Questo significa effettuare una corretta differenziazione dei rifiuti domestici separando carta, plastica, metallo, vetro e umido, riducendo al minimo la produzione di rifiuto indifferenziato destinato alla discarica e all’incenerimento.

Le discariche autorizzate stanno diventando sature. Metalli pesanti e sostanze tossiche filtrano nelle acque sotterranee e nel terreno circostante. Sono prodotti gas esplosivi e tossici. Senza contare i pericoli derivanti dalle numerose discariche abusive che non possono essere quantificati.

La principale alternativa di smaltimento rispetto alla discarica – l’incenerimento – produce tossine e metalli pesanti. Da un rapporto dell’Unione Europea si legge che ogni anno vengono prodotte circa 2.000 milioni di tonnellate di rifiuti, di cui oltre 40 milioni di tonnellate sono classificate come pericolose.

Ecco perché la Ue ha approvato 4 nuove direttive – entrate in vigore il 4 luglio 2018 e da applicare localmente entro il 5 luglio 2020 – definite “pacchetto economia circolare” sulla corretta gestione dei rifiuti che, per la raccolta indifferenziata, ovvero la discarica, limita la quota di rifiuti urbani conferibili a un massimo del 10% entro il 2035.

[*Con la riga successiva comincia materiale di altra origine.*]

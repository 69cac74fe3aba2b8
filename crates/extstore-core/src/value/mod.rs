
use crate::{
    entity::Entity,
    types::{ElementId, Guid, Uv, Xyz},
};
use extstore_primitives::ValueKind;

///
/// Value
///
/// Loosely typed slot content exchanged with a record store.
/// Scalars map onto one `ValueKind`; `List` and `Map` carry the contents of
/// sequence and associative fields. `Map` keeps insertion order.
///

#[derive(Clone, Debug, PartialEq)]
pub enum Value {
    Bool(bool),
    Byte(u8),
    Int16(i16),
    Int32(i32),
    Float32(f32),
    Float64(f64),
    Text(String),
    Guid(Guid),
    ElementId(ElementId),
    Xyz(Xyz),
    Uv(Uv),
    Entity(Box<Entity>),
    List(Vec<Self>),
    Map(Vec<(Self, Self)>),
}

impl Value {
    /// Primitive kind of a scalar value; `None` for containers.
    #[must_use]
    pub const fn kind(&self) -> Option<ValueKind> {
        let kind = match self {
            Self::Bool(_) => ValueKind::Bool,
            Self::Byte(_) => ValueKind::Byte,
            Self::Int16(_) => ValueKind::Int16,
            Self::Int32(_) => ValueKind::Int32,
            Self::Float32(_) => ValueKind::Float32,
            Self::Float64(_) => ValueKind::Float64,
            Self::Text(_) => ValueKind::Text,
            Self::Guid(_) => ValueKind::Guid,
            Self::ElementId(_) => ValueKind::ElementId,
            Self::Xyz(_) => ValueKind::Xyz,
            Self::Uv(_) => ValueKind::Uv,
            Self::Entity(_) => ValueKind::Entity,
            Self::List(_) | Self::Map(_) => return None,
        };

        Some(kind)
    }

    /// Short label for diagnostics.
    #[must_use]
    pub const fn type_label(&self) -> &'static str {
        match self {
            Self::List(_) => "list",
            Self::Map(_) => "map",
            scalar => match scalar.kind() {
                Some(kind) => kind.label(),
                None => "unknown",
            },
        }
    }

    #[must_use]
    pub const fn is_container(&self) -> bool {
        matches!(self, Self::List(_) | Self::Map(_))
    }

    /// True for a `List` or `Map` without elements.
    #[must_use]
    pub const fn is_empty_container(&self) -> bool {
        match self {
            Self::List(items) => items.is_empty(),
            Self::Map(entries) => entries.is_empty(),
            _ => false,
        }
    }

    #[must_use]
    pub const fn as_entity(&self) -> Option<&Entity> {
        match self {
            Self::Entity(entity) => Some(entity),
            _ => None,
        }
    }

    /// Apply a unit conversion to every measurable number inside the value.
    ///
    /// Map keys are never measurable and pass through untouched.
    #[must_use]
    #[expect(clippy::cast_possible_truncation)]
    pub fn map_measure(self, f: &impl Fn(f64) -> f64) -> Self {
        match self {
            Self::Float32(v) => Self::Float32(f(f64::from(v)) as f32),
            Self::Float64(v) => Self::Float64(f(v)),
            Self::Xyz(p) => Self::Xyz(p.map(f)),
            Self::Uv(p) => Self::Uv(p.map(f)),
            Self::List(items) => Self::List(items.into_iter().map(|v| v.map_measure(f)).collect()),
            Self::Map(entries) => Self::Map(
                entries
                    .into_iter()
                    .map(|(k, v)| (k, v.map_measure(f)))
                    .collect(),
            ),
            other => other,
        }
    }
}

macro_rules! value_from {
    ( $( $ty:ty => $variant:ident ),* $(,)? ) => {
        $(
            impl From<$ty> for Value {
                fn from(v: $ty) -> Self {
                    Self::$variant(v)
                }
            }
        )*
    };
}

value_from! {
    bool => Bool,
    u8 => Byte,
    i16 => Int16,
    i32 => Int32,
    f32 => Float32,
    f64 => Float64,
    String => Text,
    Guid => Guid,
    ElementId => ElementId,
    Xyz => Xyz,
    Uv => Uv,
}

impl From<&str> for Value {
    fn from(v: &str) -> Self {
        Self::Text(v.to_string())
    }
}

impl From<Entity> for Value {
    fn from(entity: Entity) -> Self {
        Self::Entity(Box::new(entity))
    }
}
//! Hosts that carry entities, at most one per schema.

use crate::{
    convert::RecordConverter,
    entity::Entity,
    error::Error,
    metadata::{SchemaAttr, extract},
    store::RecordStore,
    traits::Record,
    types::{ElementId, SchemaId},
};
use std::collections::BTreeMap;

///
/// EntityHost
///
/// An object entities can be attached to, keyed by schema id.
///

pub trait EntityHost {
    /// Attach `entity`, replacing any entity of the same schema.
    fn attach_entity(&mut self, entity: Entity);

    fn entity(&self, schema: SchemaId) -> Option<&Entity>;

    /// Remove the entity of `schema`. Returns false if none was attached.
    fn detach_entity(&mut self, schema: SchemaId) -> bool;
}

///
/// Element
///
/// In-memory host identified by an `ElementId`.
///

#[derive(Clone, Debug, Default, PartialEq)]
pub struct Element {
    id: ElementId,
    entities: BTreeMap<SchemaId, Entity>,
}

impl Element {
    #[must_use]
    pub const fn new(id: ElementId) -> Self {
        Self {
            id,
            entities: BTreeMap::new(),
        }
    }

    #[must_use]
    pub const fn id(&self) -> ElementId {
        self.id
    }

    #[must_use]
    pub fn len(&self) -> usize {
        self.entities.len()
    }

    #[must_use]
    pub fn is_empty(&self) -> bool {
        self.entities.is_empty()
    }

    /// Schemas of the attached entities, in id order.
    pub fn schemas(&self) -> impl Iterator<Item = SchemaId> + '_ {
        self.entities.keys().copied()
    }
}

impl EntityHost for Element {
    fn attach_entity(&mut self, entity: Entity) {
        self.entities.insert(entity.schema_id(), entity);
    }

    fn entity(&self, schema: SchemaId) -> Option<&Entity> {
        self.entities.get(&schema)
    }

    fn detach_entity(&mut self, schema: SchemaId) -> bool {
        self.entities.remove(&schema).is_some()
    }
}

///
/// EntityHostExt
///
/// Record-level access on any host.
///

pub trait EntityHostExt: EntityHost {
    /// Convert `record` and attach the resulting entity.
    fn set_record<R: Record>(
        &mut self,
        converter: &RecordConverter<'_>,
        record: &R,
    ) -> Result<(), Error> {
        let entity = converter.to_entity(record)?;
        self.attach_entity(entity);

        Ok(())
    }

    /// Read back a record of type `R`. `None` when the store does not know
    /// the schema or no entity of it is attached.
    fn get_record<R: Record>(&self, converter: &RecordConverter<'_>) -> Result<Option<R>, Error> {
        let id = schema_id_of::<R>()?;
        if converter.store().lookup_schema(id).is_none() {
            return Ok(None);
        }

        self.entity(id)
            .map(|entity| converter.from_entity::<R>(entity))
            .transpose()
    }

    /// Detach the entity of `R`'s schema. Returns false when the store does
    /// not know the schema or nothing was attached.
    fn delete_record<R: Record>(&mut self, store: &dyn RecordStore) -> Result<bool, Error> {
        let id = schema_id_of::<R>()?;
        if store.lookup_schema(id).is_none() {
            return Ok(false);
        }

        Ok(self.detach_entity(id))
    }
}

impl<H: EntityHost + ?Sized> EntityHostExt for H {}

fn schema_id_of<R: Record>() -> Result<SchemaId, Error> {
    let ty = R::record_type();

    extract::<SchemaAttr>(&ty).map(|attr| attr.id)
}

///
/// TESTS
///
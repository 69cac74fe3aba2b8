//! Record store boundary.
//!
//! The converter only ever talks to a `RecordStore`. `MemoryStore` is the
//! in-process implementation used for embedding and tests.

mod memory;


use crate::{
    entity::Entity,
    schema::{Field, Schema},
    types::SchemaId,
    units::DisplayUnit,
    value::Value,
};
use std::sync::Arc;
use thiserror::Error as ThisError;

// re-exports
pub use memory::MemoryStore;

///
/// StoreError
///

#[derive(Debug, Eq, PartialEq, ThisError)]
pub enum StoreError {
    #[error("schema {id} is already registered with a different layout")]
    SchemaConflict { id: SchemaId },

    #[error("field '{field}' does not belong to schema '{schema}'")]
    ForeignField { schema: String, field: String },

    #[error("field '{field}' expects {expected}, got {found}")]
    ValueMismatch {
        field: String,
        expected: String,
        found: String,
    },

    #[error("field '{field}' requires a display unit")]
    MissingUnit { field: String },

    #[error("display unit {unit} is not compatible with field '{field}'")]
    IncompatibleUnit { field: String, unit: DisplayUnit },

    #[error("field '{field}' does not take a display unit")]
    UnexpectedUnit { field: String },
}

///
/// RecordStore
///
/// Identity-keyed schema registry plus typed slot access on entities.
///
/// `create_schema` must be idempotent per id and never register two layouts
/// under one id; concurrent creators observe at most one registration.
///

pub trait RecordStore {
    /// Resolve a schema that is registered and resident.
    fn lookup_schema(&self, id: SchemaId) -> Option<Arc<Schema>>;

    /// Register `schema`, or return the existing registration of an identical
    /// layout under the same id.
    fn create_schema(&self, schema: Schema) -> Result<Arc<Schema>, StoreError>;

    fn new_entity(&self, schema: &Arc<Schema>) -> Entity {
        Entity::new(Arc::clone(schema))
    }

    /// Read a slot; `None` when the slot was never written.
    fn get(
        &self,
        entity: &Entity,
        field: &Field,
        unit: Option<DisplayUnit>,
    ) -> Result<Option<Value>, StoreError>;

    fn set(
        &self,
        entity: &mut Entity,
        field: &Field,
        value: Value,
        unit: Option<DisplayUnit>,
    ) -> Result<(), StoreError>;

    fn is_schema_loaded(&self, id: SchemaId) -> bool {
        self.lookup_schema(id).is_some()
    }

    /// Whether `unit` may be used to read or write `field`.
    fn is_compatible_unit(&self, field: &Field, unit: DisplayUnit) -> bool {
        field.unit() == Some(unit.category())
    }
}
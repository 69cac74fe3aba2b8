//! Field-shape classification.
//!
//! A property type is Associative or Sequence when it advertises the matching
//! capability with the right number of type parameters, and Scalar when it is
//! not generic at all. Capabilities are probed in `Capability::SCAN_ORDER`, so
//! a type advertising both is classified as Associative.

use crate::{
    error::Error,
    metadata::{SchemaAttr, find},
    reflect::{Capability, TypeInfo, TypeKind},
    schema::{FieldShape, FieldType},
    types::SchemaId,
};
use extstore_primitives::ValueKind;

///
/// Classification
///
/// Shape of a property plus the nested schema its values reference, if any.
///

#[derive(Clone, Copy, Debug, Eq, PartialEq)]
pub struct Classification {
    pub shape: FieldShape,
    pub sub_schema: Option<SchemaId>,
}

/// Classify a property type into a field shape.
pub fn classify(ty: &TypeInfo) -> Result<Classification, Error> {
    if let TypeKind::Generic {
        params,
        capabilities,
    } = ty.kind()
    {
        return classify_generic(ty, params, capabilities);
    }

    let (value, sub_schema) = resolve_element(ty);

    Ok(Classification {
        shape: FieldShape::Scalar(value),
        sub_schema,
    })
}

fn classify_generic(
    ty: &TypeInfo,
    params: &[TypeInfo],
    capabilities: &[Capability],
) -> Result<Classification, Error> {
    let capability = Capability::SCAN_ORDER
        .into_iter()
        .find(|cap| capabilities.contains(cap) && params.len() == cap.arity())
        .ok_or_else(|| Error::UnsupportedShape {
            ty: ty.name().to_string(),
        })?;

    let classification = match (capability, params) {
        (Capability::Associative, [key, value]) => {
            let (value, sub_schema) = resolve_element(value);
            Classification {
                shape: FieldShape::Associative {
                    key: resolve_key(key),
                    value,
                },
                sub_schema,
            }
        }
        (Capability::Sequence, [element]) => {
            let (element, sub_schema) = resolve_element(element);
            Classification {
                shape: FieldShape::Sequence(element),
                sub_schema,
            }
        }
        _ => {
            return Err(Error::UnsupportedShape {
                ty: ty.name().to_string(),
            });
        }
    };

    Ok(classification)
}

// Resolve the stored type of a scalar value, sequence element, or map value.
fn resolve_element(ty: &TypeInfo) -> (FieldType, Option<SchemaId>) {
    match ty.kind() {
        TypeKind::Primitive(kind) => (FieldType::Stored(*kind), None),
        TypeKind::Declared(_) => match find::<SchemaAttr>(ty) {
            Some(attr) => (FieldType::Stored(ValueKind::Entity), Some(attr.id)),
            None => (FieldType::Unsupported(ty.name()), None),
        },
        TypeKind::Generic { .. } | TypeKind::Opaque => (FieldType::Unsupported(ty.name()), None),
    }
}

// Map keys are copied as-is, so only keyable primitives are storable.
fn resolve_key(ty: &TypeInfo) -> FieldType {
    match ty.kind() {
        TypeKind::Primitive(kind) if kind.is_keyable() => FieldType::Stored(*kind),
        _ => FieldType::Unsupported(ty.name()),
    }
}

///
/// TESTS
///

Nel pacchetto, inoltre, si stabilisce che “entro il 2025 venga previsto il riciclo per almeno il 55% dei rifiuti urbani (60% entro il 2030 e 65% entro il 2035) e parallelamente si vincola lo smaltimento in discarica (fino a un massimo del 10% entro il 2035). Il 65% degli imballaggi dovrà essere riciclato entro il 2025 e il 70% entro il 2030“.

Ma il Parlamento Europeo, giustamente, si è spinto oltre pianificando che “i rifiuti tessili e i rifiuti pericolosi delle famiglie – come vernici, pesticidi, oli esausti e solventi – dovranno essere raccolti separatamente dal 2025 e, sempre a partire dal 2025, i rifiuti biodegradabili dovranno essere obbligatoriamente raccolti separatamente o riciclati a casa attraverso il compostaggio“.

Norme a parte, in tutte le nostre città sono già attive le riciclerie che consentono di smaltire correttamente il rifiuto verde (fogliame, erba, rami e alberi), gli olii da cucina esausti, le batterie (dalle mini-stilo usate in casa a quelle per auto), la ceramica, il legno, i vestiti – molti indumenti contengono microplastiche che danneggiano gravemente l’ambiente.

Serve allora educazione ambientale, rispetto delle normative e conoscenza del fatto che in realtà questi rifiuti sono materiali pregiati da cui è possibile nuovamente estrarre valore e alimentare un ciclo produttivo innovativo e potenzialmente infinito.